#### DATA SUPPLIED ####

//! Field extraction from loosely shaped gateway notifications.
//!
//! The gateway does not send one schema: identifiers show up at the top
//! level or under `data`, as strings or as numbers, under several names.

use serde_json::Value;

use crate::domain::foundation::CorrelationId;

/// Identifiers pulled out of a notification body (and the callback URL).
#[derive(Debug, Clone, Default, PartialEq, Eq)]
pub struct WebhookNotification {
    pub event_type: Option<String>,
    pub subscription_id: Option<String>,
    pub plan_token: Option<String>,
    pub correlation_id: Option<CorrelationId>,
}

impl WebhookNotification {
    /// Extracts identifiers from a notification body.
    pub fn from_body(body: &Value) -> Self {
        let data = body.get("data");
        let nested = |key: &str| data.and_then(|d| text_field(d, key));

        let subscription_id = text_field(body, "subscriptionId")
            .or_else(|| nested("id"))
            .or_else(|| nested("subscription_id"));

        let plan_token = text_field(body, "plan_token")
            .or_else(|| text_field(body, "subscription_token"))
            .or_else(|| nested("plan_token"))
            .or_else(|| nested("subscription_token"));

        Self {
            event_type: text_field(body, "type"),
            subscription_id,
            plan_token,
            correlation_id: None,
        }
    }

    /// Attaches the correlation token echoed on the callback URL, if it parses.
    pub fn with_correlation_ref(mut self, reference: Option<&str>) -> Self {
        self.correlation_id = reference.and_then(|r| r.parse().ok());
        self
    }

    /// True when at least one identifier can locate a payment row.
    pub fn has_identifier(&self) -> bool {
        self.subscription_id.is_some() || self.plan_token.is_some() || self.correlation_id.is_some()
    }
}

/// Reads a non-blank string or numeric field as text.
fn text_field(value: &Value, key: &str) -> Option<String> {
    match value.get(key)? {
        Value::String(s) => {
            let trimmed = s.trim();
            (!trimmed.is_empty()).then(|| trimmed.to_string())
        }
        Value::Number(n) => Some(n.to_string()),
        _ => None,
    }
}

####

→ **WHAT TO WORK ON**: Starting from the records above, filter out all lines except those containing the word "Option".

→ **WRITTEN RESPONSE**:
    pub event_type: Option<String>,
    pub subscription_id: Option<String>,
    pub plan_token: Option<String>,
    pub correlation_id: Option<CorrelationId>,
    pub fn with_correlation_ref(mut self, reference: Option<&str>) -> Self {
fn text_field(value: &Value, key: &str) -> Option<String> {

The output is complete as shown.